What is expected:
Please filter the entries for the word "hooks" and copy every line that has it.

Data for the task:
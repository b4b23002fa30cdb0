//! Shared application state for the passgate gateway.
//!
//! Built once at startup: config, metrics registry and the resolved hook
//! chain. Startup errors are returned, not panicked.

use std::sync::Arc;

use passgate_core::error::Result;

use crate::config::PassgateConfig;
use crate::hooks::HookChain;
use crate::obs::GatewayMetrics;

#[derive(Clone)]
pub struct AppState {
    inner: Arc<AppStateInner>,
}

struct AppStateInner {
    cfg: PassgateConfig,
    chain: HookChain,
    metrics: Arc<GatewayMetrics>,
}

impl AppState {
    pub fn new(cfg: PassgateConfig) -> Result<Self> {
        let metrics = Arc::new(GatewayMetrics::new());
        let chain = HookChain::from_config(&cfg.hooks, Arc::clone(&metrics))?;
        Ok(Self::with_chain(cfg, chain, metrics))
    }

    /// Assemble from an already built chain (tests, embedding).
    pub fn with_chain(cfg: PassgateConfig, chain: HookChain, metrics: Arc<GatewayMetrics>) -> Self {
        tracing::info!(hooks = ?chain.hook_names(), "hook chain ready");
        Self {
            inner: Arc::new(AppStateInner { cfg, chain, metrics }),
        }
    }

    pub fn cfg(&self) -> &PassgateConfig {
        &self.inner.cfg
    }

    pub fn chain(&self) -> &HookChain {
        &self.inner.chain
    }

    pub fn metrics(&self) -> &GatewayMetrics {
        &self.inner.metrics
    }
}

Answer to the problem:
use crate::hooks::HookChain;
        let chain = HookChain::from_config(&cfg.hooks, Arc::clone(&metrics))?;
        tracing::info!(hooks = ?chain.hook_names(), "hook chain ready");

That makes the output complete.